- Brief: Taking the line containing "pub fn new()" as the first and the last line of the entries as the end, reproduce every line between them exactly, including both.

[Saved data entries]
--- START ---
/**
 * Stable handle to a node slot in a `NodeArena`. The handle is a slot index
 * paired with a generation counter; releasing a node bumps the slot's
 * generation, so a handle held across a release never aliases whatever node
 * is later allocated into the same slot.
 */
#[derive(Clone, Copy, Debug, PartialEq, Eq, Hash)]
pub struct NodeId(pub(crate) u32, pub(crate) u32);

impl NodeId {
    pub(crate) const fn new(idx: u32, generation: u32) -> Self {
        Self(idx, generation)
    }

    pub(crate) const fn idx(self) -> usize {
        self.0 as usize
    }

    pub const fn generation(self) -> u32 {
        self.1
    }
}




/**
 * Which slot of its parent a node occupies. `None` covers both rootless
 * nodes and the degenerate case where a recorded parent no longer
 * references the node in either slot.
 */
#[derive(Clone, Copy, Debug, PartialEq, Eq)]
pub enum ChildType {
    Left,
    Right,
    None,
}




/**
 * The parent/child linkage of one node: an optional back reference to the
 * owning parent and up to one child per slot. This is pure bookkeeping; no
 * operation here recomputes or cascades anything. A copy of this record,
 * taken before a structural edit, serves as the immutable snapshot that
 * `NodeArena::detach` hands back for tree surgery.
 */
#[derive(Clone, Copy, Debug, Default, PartialEq, Eq)]
pub struct NodeContext {
    pub parent: Option<NodeId>,
    pub left: Option<NodeId>,
    pub right: Option<NodeId>,
}




// ============================================================================
impl NodeContext {

    pub fn new() -> Self {
        Self::default()
    }

    pub fn has_parent(&self) -> bool {
        self.parent.is_some()
    }

    pub fn has_left(&self) -> bool {
        self.left.is_some()
    }

    pub fn has_right(&self) -> bool {
        self.right.is_some()
    }

    pub fn is_leaf(&self) -> bool {
        self.left.is_none() && self.right.is_none()
    }

    pub fn is_single_parent(&self) -> bool {
        self.left.is_some() != self.right.is_some()
    }

    /**
     * The one present child, when exactly one slot is occupied.
     */
    pub fn single_child(&self) -> Option<NodeId> {
        match (self.left, self.right) {
            (Some(child), None) | (None, Some(child)) => Some(child),
            _ => None,
        }
    }
}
--- END ---
- Exercise output:
    pub fn new() -> Self {
        Self::default()
    }

    pub fn has_parent(&self) -> bool {
        self.parent.is_some()
    }

    pub fn has_left(&self) -> bool {
        self.left.is_some()
    }

    pub fn has_right(&self) -> bool {
        self.right.is_some()
    }

    pub fn is_leaf(&self) -> bool {
        self.left.is_none() && self.right.is_none()
    }

    pub fn is_single_parent(&self) -> bool {
        self.left.is_some() != self.right.is_some()
    }

    /**
     * The one present child, when exactly one slot is occupied.
     */
    pub fn single_child(&self) -> Option<NodeId> {
        match (self.left, self.right) {
            (Some(child), None) | (None, Some(child)) => Some(child),
            _ => None,
        }
    }
}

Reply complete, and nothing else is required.